Jules Verne

Joe, immobile, retenant son souffle, se cachait au milieu d'un fourré, lorsqu'en levant les yeux, par une éclaircie du feuillage, il aperçut le Victoria, le Victoria lui-même, se dirigeant vers le lac, à cent pieds à peine au-dessus de lui. Impossible de se faire entendre! impossible de se faire voir!

Une larme lui vint aux yeux, non de désespoir, mais de reconnaissance: son maître était à sa recherche! son maître ne l'abandonnait pas! Il lui fallut attendre le départ des noirs; il put alors quitter sa retraite et courir vers les bords du Tchad.

Mais alors le Victoria se perdait au loin dans le ciel. Joe résolut de l'attendre: il repasserait certainement! Il repassa, en effet, mais plus à l'est. Joe courut, gesticula, cria... Ce fut en vain! Un vent violent en-traînait le ballon avec une irrésistible vitesse!

Pour la première fois, l'énergie, l'espérance manquèrent au cœur de l'infortuné; il se vit perdu; il crut son maître parti sans retour; il n'osait plus penser, il ne voulait plus réfléchir.

Comme un fou, les pieds en sang, le corps meurtri, il marcha pendant toute cette journée et une partie de la nuit. Il se traînait, tantôt sur les genoux, tantôt sur les mains; il voyait venir le moment où la force lui manquerait et où il faudrait mourir.

En avançant ainsi, il finit par se trouver en face d'un marais, ou plutôt de ce qu'il sut bientôt être un marais, car la nuit était venue depuis quelques heures; il tomba inopinément dans une boue tenace; malgré ses efforts, malgré sa résistance désespérée, il se sentit enfoncer peu à peu au milieu de ce terrain vaseux; quelques minutes plus tard il en avait jusqu'à mi-corps.

« Voilà donc la mort! se dit-il; et quelle mort!... »

Il se débattit avec rage; mais ces efforts ne servaient qu'à l'ensevelir davantage dans cette tombe que le malheureux se creusait lui-même.

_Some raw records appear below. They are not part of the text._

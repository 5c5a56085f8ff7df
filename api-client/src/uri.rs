//! URI utilities.

use camino::Utf8Path;
use http::uri::PathAndQuery;
use http::Uri;
use thiserror::Error;
use url::Url;

/// The provided URL cannot be a base URL,
/// and so is not valid as the base part of an API URL.
#[derive(Debug, Error)]
#[error("cannot be a base URL: {0}")]
pub struct CannotBeABase(url::Url);

/// Errors that can occur when parsing a URI.
#[derive(Debug, Error)]
pub enum ParseUriError {
    /// An error occurred while parsing the URI.
    #[error(transparent)]
    Url(#[from] url::ParseError),

    /// The provided URL cannot be a base URL,
    #[error(transparent)]
    CannotBeABase(#[from] CannotBeABase),

    /// The URI is invalid, but URL parsing succeded.
    #[error("invalid URI: {0}")]
    Invalid(http::uri::InvalidUri),
}

/// Convert a value into a URI.
pub trait IntoUri {
    /// Convert the value into a URI.
    fn into_uri(self) -> Result<Uri, ParseUriError>;
}

impl IntoUri for Url {
    fn into_uri(self) -> Result<Uri, ParseUriError> {
        if self.cannot_be_a_base() {
            return Err(CannotBeABase(self).into());
        }

        self.as_str().parse().map_err(ParseUriError::Invalid)
    }
}

impl IntoUri for Uri {
    fn into_uri(self) -> Result<Uri, ParseUriError> {
        Ok(self)
    }
}

impl IntoUri for &str {
    fn into_uri(self) -> Result<Uri, ParseUriError> {
        let url: Url = self.parse()?;
        url.into_uri()
    }
}

/// Serialize and Deserialize a URI to and from a string.
pub mod serde {
    use http::Uri;
    use serde::{Deserialize as _, Deserializer};

    use super::IntoUri as _;

    /// Deserialize a base URI from a string, rejecting URLs that cannot be a base.
    pub fn deserialize<'de, D>(deserializer: D) -> Result<Uri, D::Error>
    where
        D: Deserializer<'de>,
    {
        let s = String::deserialize(deserializer)?;
        s.as_str().into_uri().map_err(serde::de::Error::custom)
    }

    /// Serialize a URI as a string
    pub fn serialize<S>(uri: &Uri, serializer: S) -> Result<S::Ok, S::Error>
    where
        S: serde::Serializer,
    {
        serializer.collect_str(uri)
    }
}

/// Extension trait for URIs.
pub trait UriExtension {
    /// Join a path to a URI. Any query on the original URI is dropped.
    fn join<P: AsRef<str>>(self, path: P) -> Uri;

    /// Replace the whole query string of a URI. An empty query removes it.
    fn with_query(self, query: &str) -> Uri;
}

impl UriExtension for Uri {
    fn join<P: AsRef<str>>(self, path: P) -> Uri {
        let mut parts = self.into_parts();

        let base = parts
            .path_and_query
            .as_ref()
            .map(|pq| pq.path())
            .unwrap_or("/");
        let joined = Utf8Path::new(base).join(path.as_ref());
        parts.path_and_query = Some(
            PathAndQuery::from_maybe_shared(joined.to_string()).expect("joined path is valid"),
        );

        Uri::from_parts(parts).expect("joined URI is valid")
    }

    fn with_query(self, query: &str) -> Uri {
        let mut parts = self.into_parts();

        let path = parts
            .path_and_query
            .as_ref()
            .map(|pq| pq.path())
            .unwrap_or("/");
        let pq = if query.is_empty() {
            path.to_owned()
        } else {
            format!("{path}?{query}")
        };
        parts.path_and_query =
            Some(PathAndQuery::from_maybe_shared(pq).expect("encoded query is valid"));

        Uri::from_parts(parts).expect("URI with query is valid")
    }
}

Pas un morceau de bois qui pût l'arrêter, pas un roseau pour le retenir!.. Il comprit que c'en était fait de lui!... Ses yeux se fermèrent.

« Mon maître! mon maître! à moi!... » s'écria-t-il.

Et cette voix désespérée, isolée, étouffée déjà, se perdit dans la nuit.

CHAPITRE XXXVI

Un rassemblement à l'horizon.--Une troupe d'arabes.--La poursuite.--C'est lui!--Chute de cheval.--L'Arabe étranglé.--Une balle de Kennedy.--Manœuvre.--Enlèvement au vol.--Joe sauvé.

Depuis que Kennedy avait repris son poste d'observation sur le devant de la nacelle, il ne cessait d'observer l'horizon avec une grande attention.

Au bout de quelque temps, il se retourna vers le docteur et dit:

« Si je ne me trompe, voici là-bas une troupe en mouvement, hommes ou animaux; il est encore impossible de les distinguer. En tout cas, ils s'agitent violemment, car ils soulèvent un nuage de poussière.

--Ne serait-ce pas encore un vent contraire, dit Samuel, une trombe qui viendrait nous repousser au nord? »

Il se leva pour examiner l'horizon.

« Je ne crois pas, Samuel, répondit Kennedy; c'est un troupeau de gazelles ou de bœufs sauvages.

--Peut-être, Dick; mais ce rassemblement est au moins à neuf ou dix milles de nous, et pour mon compte, même avec la lunette, je n'y puis rien reconnaître.

--En tout cas, je ne le perdrai pas de vue; il y a là quelque chose d'extraordinaire qui m'intrigue; on dirait parfois comme une manœuvre de cavalerie. Eh! je ne me trompe pas! ce sont bien des cavaliers! regarde! »

Le docteur observa avec attention le groupe indiqué.

« Je crois que tu as raison, dit-il, c'est un détachement d'Arabes ou de Tibbous; ils s'enfuient dans la même direction que nous; mais nous avons plus de vitesse et nous les gagnons facilement. Dans une demi-heure, nous serons à portée de voir et de juger ce qu'il faudra faire. »

Kennedy avait repris sa lunette et lorgnait attentivement. La masse des cavaliers se faisait plus visible; quelques-uns d'entre eux s'isolaient.

« C'est évidemment, reprit Kennedy, une manœuvre ou une chasse.

--On dirait que ces gens-là poursuivent quelque chose. Je voudrais bien savoir ce qui en est.